Thursday, January 20, 2011

Animal Liberation

Peter Singer’s Animal Liberation

Animal rights is a relatively recent phenomenon. Many attribute its popular appearance to 1975 when the Australian ethicist Peter Singer published a seminal work titled Animal Liberation. Singer belongs to the utilitarian school of philosophy, emphasizing the greatest good for the greatest number. In Animal Liberation, rather than emphasizing inherent rights of animals, he focused on the elimination of suffering. He also introduced the word “speciesism” into the ethics of human relations with animals. Similar to racism where one race claims superiority over another race, speciesism claims superiority of the human species over all other animal species. In application, speciesism supports and sustains a viewpoint that animals are objects or property and leads to their oppression, particularly suffering.

In a brief span of thirty years, animal rights/liberation as an ethical area has emerged and rather astonishingly become mainstream.

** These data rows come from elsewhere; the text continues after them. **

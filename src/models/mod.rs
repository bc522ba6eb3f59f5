// SPDX-License-Identifier: MIT
// Copyright 2026 Roland Dreier <roland@rolandd.dev>

//! Data models for the application.

pub mod account;
pub mod challenge;
pub mod entry;
pub mod standings;
pub mod team;

pub use account::{Account, Role};
pub use challenge::{Challenge, ChallengeScore};
pub use entry::{ActivityType, Entry, EntryKind, EntryStatus};
pub use standings::StandingRow;
pub use team::Team;
use criterion::{black_box, criterion_group, criterion_main, Criterion};
use chrono::NaiveDate;
use fitness_league::models::{ActivityType, Entry, EntryKind, EntryStatus};
use fitness_league::scoring::rank::{rank, RankEntry};
use fitness_league::scoring::{aggregate, ScoringRules};
use std::collections::HashSet;

/// A season's worth of entries for a ten-person roster.
fn synthetic_entries() -> Vec<Entry> {
    let start = NaiveDate::from_ymd_opt(2025, 10, 25).unwrap();
    let mut entries = Vec::new();
    for user in 0..10u32 {
        for day in 0..80u64 {
            let date = start + chrono::Days::new(day);
            let rest = (day + u64::from(user)) % 7 == 0;
            entries.push(Entry {
                user_id: format!("user-{user}"),
                team_id: Some("team-1".to_string()),
                date,
                kind: if rest { EntryKind::Rest } else { EntryKind::Workout },
                activity: if rest { None } else { Some(ActivityType::Steps) },
                duration_min: None,
                distance_km: None,
                steps: if rest { None } else { Some(10_000 + user * 500) },
                holes: None,
                rr_value: 1.0 + (user as f64) * 0.05,
                status: EntryStatus::Approved,
                proof_url: None,
            });
        }
    }
    entries
}

fn benchmark_aggregate(c: &mut Criterion) {
    let entries = synthetic_entries();
    let seniors: HashSet<String> = ["user-7".to_string()].into_iter().collect();
    let rules = ScoringRules::default();

    c.bench_function("aggregate_season_team", |b| {
        b.iter(|| aggregate(black_box(&entries), &seniors, &rules))
    });
}

fn benchmark_rank(c: &mut Criterion) {
    let cohort: Vec<RankEntry> = (0..500)
        .map(|i| RankEntry {
            entity_id: format!("user-{i}"),
            entity_name: format!("Member {i}"),
            points: i64::from(i % 60),
            avg_rr: 1.0 + f64::from(i % 15) / 10.0,
        })
        .collect();
    let previous = cohort.clone();

    c.bench_function("rank_500_with_deltas", |b| {
        b.iter(|| rank(black_box(cohort.clone()), Some(previous.clone())))
    });
}

criterion_group!(benches, benchmark_aggregate, benchmark_rank);
criterion_main!(benches);
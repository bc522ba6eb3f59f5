// SPDX-License-Identifier: MIT
// Copyright 2026 Roland Dreier <roland@rolandd.dev>

//! Application error types with consistent API responses.

use axum::{
    http::StatusCode,
    response::{IntoResponse, Response},
    Json,
};
use serde::Serialize;

use crate::db::StoreError;

/// Application error type that converts to HTTP responses.
#[derive(Debug, thiserror::Error)]
pub enum AppError {
    #[error("Resource not found: {0}")]
    NotFound(String),

    #[error("Invalid request: {0}")]
    BadRequest(String),

    #[error("Conflict: {0}")]
    Conflict(String),

    #[error("Database error: {0}")]
    Database(String),

    #[error("Internal server error: {0}")]
    Internal(#[from] anyhow::Error),
}

impl From<StoreError> for AppError {
    fn from(err: StoreError) -> Self {
        match err {
            StoreError::EntryNotFound { .. } => AppError::NotFound(err.to_string()),
            other => AppError::Database(other.to_string()),
        }
    }
}

/// JSON error response body
#[derive(Serialize)]
struct ErrorResponse {
    error: String,
    #[serde(skip_serializing_if = "Option::is_none")]
    details: Option<String>,
}

impl IntoResponse for AppError {
    fn into_response(self) -> Response {
        let (status, error, details) = match &self {
            AppError::NotFound(msg) => (StatusCode::NOT_FOUND, "not_found", Some(msg.clone())),
            AppError::BadRequest(msg) => {
                (StatusCode::BAD_REQUEST, "bad_request", Some(msg.clone()))
            }
            AppError::Conflict(msg) => (StatusCode::CONFLICT, "conflict", Some(msg.clone())),
            AppError::Database(msg) => {
                tracing::error!(error = %msg, "Database error");
                (StatusCode::INTERNAL_SERVER_ERROR, "database_error", None)
            }
            AppError::Internal(err) => {
                tracing::error!(error = %err, "Internal server error");
                (StatusCode::INTERNAL_SERVER_ERROR, "internal_error", None)
            }
        };

        let body = ErrorResponse {
            error: error.to_string(),
            details,
        };

        (status, Json(body)).into_response()
    }
}

/// Result type alias for handlers
pub type Result<T> = std::result::Result<T, AppError>;
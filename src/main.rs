// SPDX-License-Identifier: MIT
// Copyright 2026 Roland Dreier <roland@rolandd.dev>

//! Fitness-League API Server
//!
//! Serves league standings, missed-day reports, and the entry
//! submission/review workflow over an in-memory snapshot store.

use fitness_league::{
    clock::SystemClock,
    config::Config,
    db::MemoryStore,
    scoring::{RosterTable, ScoringRules, SeasonCalendar},
    services::StandingsService,
    AppState,
};
use std::sync::Arc;
use tracing_subscriber::{layer::SubscriberExt, util::SubscriberInitExt};

#[tokio::main]
async fn main() -> Result<(), Box<dyn std::error::Error>> {
    // Initialize structured JSON logging
    init_logging();

    // Load configuration from environment
    let config = Config::from_env().expect("Failed to load configuration");
    tracing::info!(port = config.port, "Starting Fitness-League API");

    // Load the roster override table
    let roster = match RosterTable::load_from_file(&config.roster_path) {
        Ok(table) => table,
        Err(e) => {
            tracing::warn!(path = %config.roster_path, error = %e, "Roster overrides unavailable; using baseline for all teams");
            RosterTable::default()
        }
    };

    // Load the league snapshot
    let store = match MemoryStore::load_from_file(&config.snapshot_path) {
        Ok(store) => store,
        Err(e) => {
            tracing::warn!(path = %config.snapshot_path, error = %e, "League snapshot unavailable; starting empty");
            MemoryStore::default()
        }
    };
    let store: Arc<dyn fitness_league::db::LeagueStore> = Arc::new(store);

    let season = SeasonCalendar::new(config.season_start, config.season_end);
    let rules = ScoringRules {
        enforce_steps_floor: config.enforce_steps_floor,
        windowed_challenge_bonus: config.windowed_challenge_bonus,
    };
    tracing::info!(
        season_start = %season.start,
        season_end = %season.end,
        enforce_steps_floor = rules.enforce_steps_floor,
        windowed_challenge_bonus = rules.windowed_challenge_bonus,
        "Scoring rules configured"
    );

    let clock = Arc::new(SystemClock);
    let standings = StandingsService::new(
        store.clone(),
        roster,
        rules,
        season,
        clock.clone(),
    );

    // Build shared state
    let state = Arc::new(AppState {
        config: config.clone(),
        store,
        standings,
        clock,
    });

    // Build router
    let app = fitness_league::routes::create_router(state);

    // Start server
    let addr = format!("0.0.0.0:{}", config.port);
    let listener = tokio::net::TcpListener::bind(&addr).await?;
    tracing::info!(address = %addr, "Server listening");

    axum::serve(listener, app).await?;
    Ok(())
}

/// Initialize structured JSON logging.
fn init_logging() {
    let format = tracing_subscriber::fmt::layer()
        .json()
        .with_target(false)
        .with_current_span(true)
        .flatten_event(true);

    tracing_subscriber::registry()
        .with(
            tracing_subscriber::EnvFilter::from_default_env()
                .add_directive("fitness_league=debug".parse().unwrap())
                .add_directive("info".parse().unwrap()),
        )
        .with(format)
        .init();
}
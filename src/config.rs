//! Application configuration loaded from environment variables.
//!
//! Every knob has a workable default so a local server starts with no
//! environment at all; production deployments override via env or .env.

use chrono::NaiveDate;
use std::env;

/// Default season window, matching the league's published dates.
const DEFAULT_SEASON_START: &str = "2025-10-25";
const DEFAULT_SEASON_END: &str = "2026-01-12";

/// Application configuration, loaded once at startup.
#[derive(Debug, Clone)]
pub struct Config {
    /// Server port
    pub port: u16,
    /// Frontend URL for CORS
    pub frontend_url: String,
    /// First day entries may be logged for
    pub season_start: NaiveDate,
    /// Last day entries may be logged for
    pub season_end: NaiveDate,
    /// Path to the league snapshot JSON
    pub snapshot_path: String,
    /// Path to the roster override JSON
    pub roster_path: String,
    /// Apply the strict steps floor during aggregation (see ScoringRules)
    pub enforce_steps_floor: bool,
    /// Credit challenge bonuses only to the period they concluded in
    pub windowed_challenge_bonus: bool,
}

impl Default for Config {
    /// Default config for testing only.
    fn default() -> Self {
        Self {
            port: 8080,
            frontend_url: "http://localhost:5173".to_string(),
            season_start: parse_date_literal(DEFAULT_SEASON_START),
            season_end: parse_date_literal(DEFAULT_SEASON_END),
            snapshot_path: "data/league_snapshot.json".to_string(),
            roster_path: "data/roster_overrides.json".to_string(),
            enforce_steps_floor: false,
            windowed_challenge_bonus: true,
        }
    }
}

impl Config {
    /// Load configuration from environment variables.
    pub fn from_env() -> Result<Self, ConfigError> {
        dotenvy::dotenv().ok(); // Load .env file if present

        Ok(Self {
            port: env::var("PORT")
                .unwrap_or_else(|_| "8080".to_string())
                .parse()
                .unwrap_or(8080),
            frontend_url: env::var("FRONTEND_URL")
                .unwrap_or_else(|_| "http://localhost:5173".to_string()),
            season_start: parse_date_env("SEASON_START", DEFAULT_SEASON_START)?,
            season_end: parse_date_env("SEASON_END", DEFAULT_SEASON_END)?,
            snapshot_path: env::var("SNAPSHOT_PATH")
                .unwrap_or_else(|_| "data/league_snapshot.json".to_string()),
            roster_path: env::var("ROSTER_PATH")
                .unwrap_or_else(|_| "data/roster_overrides.json".to_string()),
            enforce_steps_floor: parse_bool_env("ENFORCE_STEPS_FLOOR", false),
            windowed_challenge_bonus: parse_bool_env("WINDOWED_CHALLENGE_BONUS", true),
        })
    }
}

fn parse_date_literal(value: &str) -> NaiveDate {
    // Only called with the compile-time defaults above
    NaiveDate::parse_from_str(value, "%Y-%m-%d").expect("valid default date literal")
}

fn parse_date_env(var: &'static str, default: &str) -> Result<NaiveDate, ConfigError> {
    let raw = env::var(var).unwrap_or_else(|_| default.to_string());
    NaiveDate::parse_from_str(&raw, "%Y-%m-%d").map_err(|e| ConfigError::Invalid {
        var,
        reason: format!("{raw:?}: {e}"),
    })
}

fn parse_bool_env(var: &str, default: bool) -> bool {
    match env::var(var) {
        Ok(raw) => matches!(raw.trim(), "1" | "true" | "TRUE" | "yes"),
        Err(_) => default,
    }
}

/// Configuration errors
#[derive(Debug, thiserror::Error)]
pub enum ConfigError {
    #[error("Invalid value for {var}: {reason}")]
    Invalid { var: &'static str, reason: String },
}
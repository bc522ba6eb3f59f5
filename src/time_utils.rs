// SPDX-License-Identifier: MIT
// Copyright 2026 Roland Dreier <roland@rolandd.dev>

//! Shared helpers for calendar-day arithmetic.

use chrono::{Days, NaiveDate};

/// The day before `today`, the cutoff for finalized standings.
/// Saturates at `today` on calendar underflow.
pub fn yesterday(today: NaiveDate) -> NaiveDate {
    today.checked_sub_days(Days::new(1)).unwrap_or(today)
}
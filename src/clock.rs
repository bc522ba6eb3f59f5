// SPDX-License-Identifier: MIT
// Copyright 2026 Roland Dreier <roland@rolandd.dev>

//! The single source of "today".
//!
//! Every as-of and missed-day computation derives its cutoff from here, so
//! tests can pin the calendar with a fixed clock.

use chrono::{Local, NaiveDate};

pub trait Clock: Send + Sync {
    /// Today's calendar date in the deployment's local semantics.
    fn today(&self) -> NaiveDate;
}

/// Wall-clock time, local timezone.
#[derive(Debug, Clone, Copy, Default)]
pub struct SystemClock;

impl Clock for SystemClock {
    fn today(&self) -> NaiveDate {
        Local::now().date_naive()
    }
}

/// A pinned date for tests.
#[derive(Debug, Clone, Copy)]
pub struct FixedClock(pub NaiveDate);

impl Clock for FixedClock {
    fn today(&self) -> NaiveDate {
        self.0
    }
}
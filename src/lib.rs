//! Engine for the two-player game _Connect Four_.
//!
//! Players take turns dropping coins into the columns of a grid. A coin falls
//! to the lowest free cell of its column. Whoever first owns four cells in a
//! row (horizontally, vertically or diagonally) wins; a full grid without such
//! a series is a tie.
//!
//! [`Game`] owns the board and the turn. Front ends call
//! [`Game::drop_piece`] with the column the user selected and render the
//! returned [`Outcome`] together with [`Game::last_move`] and [`Game::board`].

#![deny(
    clippy::all,
    clippy::nursery,
    clippy::must_use_candidate,
)]
#![allow(clippy::redundant_pub_crate)]
#![deny(missing_debug_implementations)]

pub mod config;
pub mod error;
mod game;

pub use config::GameConfig;
pub use error::{ConfigError, MoveError};
pub use game::{
    Game, GameStatus, Gameboard, Line, Outcome, Placement, Player, SERIES_LEN, check_for_win,
};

In this regard Europe has led the way, but even in conservative America the basic ethic of not to inflict suffering on animals is gaining momentum. This is progress, not just for the sake of other species, but for the human species as well, we reform our understanding of our place in Nature and our ethical relationships in the Web of Life. We acknowledge, at the very least, that suffering is suffering, whether in human being or animal; and it is an ethical principle not to inflict suffering.

There is a spiritual dimension to this growing understanding of our human relationship to animals. It relates to the notion of “anima” or soul, that essence of life that you and I experience; and to which we give ultimate value. When we become sensible to that essence in all other sentient beings, as well as our own self, a transcendence occurs. When we add to the equation a scientific awareness of a great Web of Life, an awe-inspiring interdependence, that transcendence expands. Of course, we must be ever vigilant to anthropomorphizing; and that is good from the spiritual dimension as we gradually transcend the merely human.

Albert Schweitzer’s Reverence for Life

The best expression of this spiritual dimension, in my understanding, is the Reverence for Life philosophy/ethic that Albert Schweitzer proposed a century ago. (Schweitzer had quite an influence on post war Unitarianism. He was, of course, a towering figure of the first half of the twentieth century: a significant Christian theologian, an accomplished organist and major interpreter of J. S. Bach, and a missionary doctor to French Equatorial Africa. He also affiliated with the Unitarian Church of the Larger Fellowship. My previous church in Youngstown had a Schweitzer Lounge with a handsome, leonine bronze bust of the good doctor.) Schweitzer once declared, "True philosophy must start from the most immediate and comprehensive fact of consciousness and this may be formulated as follows: 'I am life which wills to live, and I exist in the midst of life which wills to live'."

From this fundamental realization, Schweitzer proposed an ethic for the post-modern era that simply said it is good to enhance life, and it is evil to detract from life. Suffering and death detract from life, one’s actions-- each and every action, then,-- must be done with awareness of the consequences on self and other life forms.

Practically speaking, our focus is on preserving our own life, often at the expense of other lives. And this ambivalence chastens and humbles us, always pressing upon us the sacrifice made, a sacrifice that is unilateral and imposed by us. Always in mind, with every act, is the value of life--the anima of each creature. As Schweitzer emphasized, this rational process brings us into a harmony with Life and Life’s Source.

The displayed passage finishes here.